• **Task objective**
Your task is to retype all of the records below with complete accuracy.

• **Dataset records**
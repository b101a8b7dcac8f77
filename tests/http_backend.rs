//! HTTP adapter tests against a local mockito server.

use ai_lib_fanout::backend::HttpBackend;
use ai_lib_fanout::resilience::RetryPolicy;
use ai_lib_fanout::types::BackendFormat;
use ai_lib_fanout::{
    Backend, BackendConfig, ErrorCode, Orchestrator, OrchestratorOptions, Request,
};
use std::sync::Arc;
use std::time::Duration;

fn chat_config(name: &str, server: &mockito::ServerGuard) -> BackendConfig {
    BackendConfig::new(name)
        .with_endpoint(format!("{}/v1/chat/completions", server.url()))
        .with_model("gpt-x")
}

fn quick_options(retries: u32) -> OrchestratorOptions {
    OrchestratorOptions::default()
        .with_retries(retries)
        .with_timeout(Duration::from_secs(5))
        .with_backoff(
            RetryPolicy::new()
                .with_base_delay(Duration::from_millis(5))
                .with_max_delay(Duration::from_millis(20))
                .with_jitter(Duration::ZERO),
        )
}

#[tokio::test]
async fn test_chat_success_reads_text_usage_and_model() {
    let mut server = mockito::Server::new_async().await;
    let mock = server
        .mock("POST", "/v1/chat/completions")
        .match_body(mockito::Matcher::PartialJson(serde_json::json!({
            "model": "gpt-x",
            "messages": [{"role": "user", "content": "Hello"}]
        })))
        .with_status(200)
        .with_header("content-type", "application/json")
        .with_body(
            r#"{"model":"gpt-x-0613","choices":[{"message":{"content":"hi there"}}],
               "usage":{"prompt_tokens":3,"completion_tokens":2}}"#,
        )
        .expect(1)
        .create_async()
        .await;

    let backend = HttpBackend::new(chat_config("cloud", &server)).unwrap();
    let resp = backend.execute(&Request::new("Hello")).await.unwrap();
    assert_eq!(resp.text, "hi there");
    assert_eq!(resp.model.as_deref(), Some("gpt-x-0613"));
    assert_eq!(resp.usage.map(|u| u.total_tokens), Some(5));
    mock.assert_async().await;
}

#[tokio::test]
async fn test_completion_format_reads_response_field() {
    let mut server = mockito::Server::new_async().await;
    let _mock = server
        .mock("POST", "/api/generate")
        .match_body(mockito::Matcher::PartialJson(serde_json::json!({
            "prompt": "Why is the sky blue?",
            "stream": false
        })))
        .with_status(200)
        .with_body(r#"{"response":"Rayleigh scattering","done":true}"#)
        .create_async()
        .await;

    let cfg = BackendConfig::new("local")
        .with_endpoint(format!("{}/api/generate", server.url()))
        .with_format(BackendFormat::Completion);
    let backend = HttpBackend::new(cfg).unwrap();
    let resp = backend
        .execute(&Request::new("Why is the sky blue?"))
        .await
        .unwrap();
    assert_eq!(resp.text, "Rayleigh scattering");
}

#[tokio::test]
async fn test_rate_limit_carries_retry_after() {
    let mut server = mockito::Server::new_async().await;
    let _mock = server
        .mock("POST", "/v1/chat/completions")
        .with_status(429)
        .with_header("retry-after", "2")
        .with_body(r#"{"error":{"type":"rate_limit_error","message":"slow down"}}"#)
        .create_async()
        .await;

    let backend = HttpBackend::new(chat_config("cloud", &server)).unwrap();
    let err = backend.execute(&Request::new("Hello")).await.unwrap_err();
    assert_eq!(err.code(), ErrorCode::RateLimited);
    assert_eq!(err.retry_after_ms(), Some(2_000));
    assert!(err.is_retryable());
    assert!(err.to_string().contains("HTTP 429"));
}

#[tokio::test]
async fn test_orchestrator_retries_transient_http_failures() {
    let mut server = mockito::Server::new_async().await;
    let mock = server
        .mock("POST", "/v1/chat/completions")
        .with_status(503)
        .with_body("upstream overloaded")
        .expect(2)
        .create_async()
        .await;

    let orchestrator = Orchestrator::new(quick_options(1)).unwrap();
    let backends: Vec<Arc<dyn Backend>> =
        vec![Arc::new(HttpBackend::new(chat_config("cloud", &server)).unwrap())];
    let agg = orchestrator
        .run(&Request::new("Hello"), &backends)
        .await
        .unwrap();

    let slot = agg.get("cloud", 0).unwrap();
    assert!(!slot.success);
    assert_eq!(slot.attempts, 2);
    assert_eq!(slot.error_code(), Some(ErrorCode::Overloaded));
    mock.assert_async().await;
}

#[tokio::test]
async fn test_orchestrator_does_not_retry_auth_failures() {
    let mut server = mockito::Server::new_async().await;
    let mock = server
        .mock("POST", "/v1/chat/completions")
        .with_status(401)
        .with_body(r#"{"error":{"code":"invalid_api_key","message":"bad key"}}"#)
        .expect(1)
        .create_async()
        .await;

    let orchestrator = Orchestrator::new(quick_options(3)).unwrap();
    let agg = orchestrator
        .run_configs(&Request::new("Hello"), vec![chat_config("cloud", &server)])
        .await
        .unwrap();

    let slot = agg.get("cloud", 0).unwrap();
    assert_eq!(slot.attempts, 1);
    assert_eq!(slot.error_code(), Some(ErrorCode::Authentication));
    mock.assert_async().await;
}

#[tokio::test]
async fn test_mixed_http_fleet_aggregates_in_config_order() {
    let mut server = mockito::Server::new_async().await;
    let _ok = server
        .mock("POST", "/good")
        .with_status(200)
        .with_body(r#"{"choices":[{"message":{"content":"fine"}}]}"#)
        .create_async()
        .await;
    let _bad = server
        .mock("POST", "/bad")
        .with_status(400)
        .with_body(r#"{"error":{"message":"nope"}}"#)
        .create_async()
        .await;

    let configs = vec![
        BackendConfig::new("bad").with_endpoint(format!("{}/bad", server.url())),
        BackendConfig::new("good").with_endpoint(format!("{}/good", server.url())),
    ];
    let orchestrator = Orchestrator::new(quick_options(1)).unwrap();
    let agg = orchestrator
        .run_configs(&Request::new("Hello"), configs)
        .await
        .unwrap();

    let names: Vec<&str> = agg.results().iter().map(|r| r.backend.as_str()).collect();
    assert_eq!(names, vec!["bad", "good"]);
    assert_eq!(agg.succeeded(), 1);
    assert_eq!(agg.failed(), 1);
    assert_eq!(agg.get("good", 0).unwrap().text(), Some("fine"));
    assert_eq!(
        agg.get("bad", 0).unwrap().error_code(),
        Some(ErrorCode::InvalidRequest)
    );
}

#[tokio::test]
async fn test_reachability_probe() {
    let server = mockito::Server::new_async().await;
    // no mock registered: mockito answers 501, which still proves the host is up
    let up = HttpBackend::new(chat_config("up", &server)).unwrap();
    assert!(up.is_available().await);

    let down = HttpBackend::new(
        BackendConfig::new("down").with_endpoint("http://127.0.0.1:9/v1/chat/completions"),
    )
    .unwrap();
    assert!(!down.is_available().await);
}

• **Task response**
repository b101a8b7dcac8f77
filename tests/http_backend.rs
//! HTTP adapter tests against a local mockito server.

use ai_lib_fanout::backend::HttpBackend;
use ai_lib_fanout::resilience::RetryPolicy;
use ai_lib_fanout::types::BackendFormat;
use ai_lib_fanout::{
    Backend, BackendConfig, ErrorCode, Orchestrator, OrchestratorOptions, Request,
};
use std::sync::Arc;
use std::time::Duration;

fn chat_config(name: &str, server: &mockito::ServerGuard) -> BackendConfig {
    BackendConfig::new(name)
        .with_endpoint(format!("{}/v1/chat/completions", server.url()))
        .with_model("gpt-x")
}

fn quick_options(retries: u32) -> OrchestratorOptions {
    OrchestratorOptions::default()
        .with_retries(retries)
        .with_timeout(Duration::from_secs(5))
        .with_backoff(
            RetryPolicy::new()
                .with_base_delay(Duration::from_millis(5))
                .with_max_delay(Duration::from_millis(20))
                .with_jitter(Duration::ZERO),
        )
}

#[tokio::test]
async fn test_chat_success_reads_text_usage_and_model() {
    let mut server = mockito::Server::new_async().await;
    let mock = server
        .mock("POST", "/v1/chat/completions")
        .match_body(mockito::Matcher::PartialJson(serde_json::json!({
            "model": "gpt-x",
            "messages": [{"role": "user", "content": "Hello"}]
        })))
        .with_status(200)
        .with_header("content-type", "application/json")
        .with_body(
            r#"{"model":"gpt-x-0613","choices":[{"message":{"content":"hi there"}}],
               "usage":{"prompt_tokens":3,"completion_tokens":2}}"#,
        )
        .expect(1)
        .create_async()
        .await;

    let backend = HttpBackend::new(chat_config("cloud", &server)).unwrap();
    let resp = backend.execute(&Request::new("Hello")).await.unwrap();
    assert_eq!(resp.text, "hi there");
    assert_eq!(resp.model.as_deref(), Some("gpt-x-0613"));
    assert_eq!(resp.usage.map(|u| u.total_tokens), Some(5));
    mock.assert_async().await;
}

#[tokio::test]
async fn test_completion_format_reads_response_field() {
    let mut server = mockito::Server::new_async().await;
    let _mock = server
        .mock("POST", "/api/generate")
        .match_body(mockito::Matcher::PartialJson(serde_json::json!({
            "prompt": "Why is the sky blue?",
            "stream": false
        })))
        .with_status(200)
        .with_body(r#"{"response":"Rayleigh scattering","done":true}"#)
        .create_async()
        .await;

    let cfg = BackendConfig::new("local")
        .with_endpoint(format!("{}/api/generate", server.url()))
        .with_format(BackendFormat::Completion);
    let backend = HttpBackend::new(cfg).unwrap();
    let resp = backend
        .execute(&Request::new("Why is the sky blue?"))
        .await
        .unwrap();
    assert_eq!(resp.text, "Rayleigh scattering");
}

#[tokio::test]
async fn test_rate_limit_carries_retry_after() {
    let mut server = mockito::Server::new_async().await;
    let _mock = server
        .mock("POST", "/v1/chat/completions")
        .with_status(429)
        .with_header("retry-after", "2")
        .with_body(r#"{"error":{"type":"rate_limit_error","message":"slow down"}}"#)
        .create_async()
        .await;

    let backend = HttpBackend::new(chat_config("cloud", &server)).unwrap();
    let err = backend.execute(&Request::new("Hello")).await.unwrap_err();
    assert_eq!(err.code(), ErrorCode::RateLimited);
    assert_eq!(err.retry_after_ms(), Some(2_000));
    assert!(err.is_retryable());
    assert!(err.to_string().contains("HTTP 429"));
}

#[tokio::test]
async fn test_orchestrator_retries_transient_http_failures() {
    let mut server = mockito::Server::new_async().await;
    let mock = server
        .mock("POST", "/v1/chat/completions")
        .with_status(503)
        .with_body("upstream overloaded")
        .expect(2)
        .create_async()
        .await;

    let orchestrator = Orchestrator::new(quick_options(1)).unwrap();
    let backends: Vec<Arc<dyn Backend>> =
        vec![Arc::new(HttpBackend::new(chat_config("cloud", &server)).unwrap())];
    let agg = orchestrator
        .run(&Request::new("Hello"), &backends)
        .await
        .unwrap();

    let slot = agg.get("cloud", 0).unwrap();
    assert!(!slot.success);
    assert_eq!(slot.attempts, 2);
    assert_eq!(slot.error_code(), Some(ErrorCode::Overloaded));
    mock.assert_async().await;
}

#[tokio::test]
async fn test_orchestrator_does_not_retry_auth_failures() {
    let mut server = mockito::Server::new_async().await;
    let mock = server
        .mock("POST", "/v1/chat/completions")
        .with_status(401)
        .with_body(r#"{"error":{"code":"invalid_api_key","message":"bad key"}}"#)
        .expect(1)
        .create_async()
        .await;

    let orchestrator = Orchestrator::new(quick_options(3)).unwrap();
    let agg = orchestrator
        .run_configs(&Request::new("Hello"), vec![chat_config("cloud", &server)])
        .await
        .unwrap();

    let slot = agg.get("cloud", 0).unwrap();
    assert_eq!(slot.attempts, 1);
    assert_eq!(slot.error_code(), Some(ErrorCode::Authentication));
    mock.assert_async().await;
}

#[tokio::test]
async fn test_mixed_http_fleet_aggregates_in_config_order() {
    let mut server = mockito::Server::new_async().await;
    let _ok = server
        .mock("POST", "/good")
        .with_status(200)
        .with_body(r#"{"choices":[{"message":{"content":"fine"}}]}"#)
        .create_async()
        .await;
    let _bad = server
        .mock("POST", "/bad")
        .with_status(400)
        .with_body(r#"{"error":{"message":"nope"}}"#)
        .create_async()
        .await;

    let configs = vec![
        BackendConfig::new("bad").with_endpoint(format!("{}/bad", server.url())),
        BackendConfig::new("good").with_endpoint(format!("{}/good", server.url())),
    ];
    let orchestrator = Orchestrator::new(quick_options(1)).unwrap();
    let agg = orchestrator
        .run_configs(&Request::new("Hello"), configs)
        .await
        .unwrap();

    let names: Vec<&str> = agg.results().iter().map(|r| r.backend.as_str()).collect();
    assert_eq!(names, vec!["bad", "good"]);
    assert_eq!(agg.succeeded(), 1);
    assert_eq!(agg.failed(), 1);
    assert_eq!(agg.get("good", 0).unwrap().text(), Some("fine"));
    assert_eq!(
        agg.get("bad", 0).unwrap().error_code(),
        Some(ErrorCode::InvalidRequest)
    );
}

#[tokio::test]
async fn test_reachability_probe() {
    let server = mockito::Server::new_async().await;
    // no mock registered: mockito answers 501, which still proves the host is up
    let up = HttpBackend::new(chat_config("up", &server)).unwrap();
    assert!(up.is_available().await);

    let down = HttpBackend::new(
        BackendConfig::new("down").with_endpoint("http://127.0.0.1:9/v1/chat/completions"),
    )
    .unwrap();
    assert!(!down.is_available().await);
}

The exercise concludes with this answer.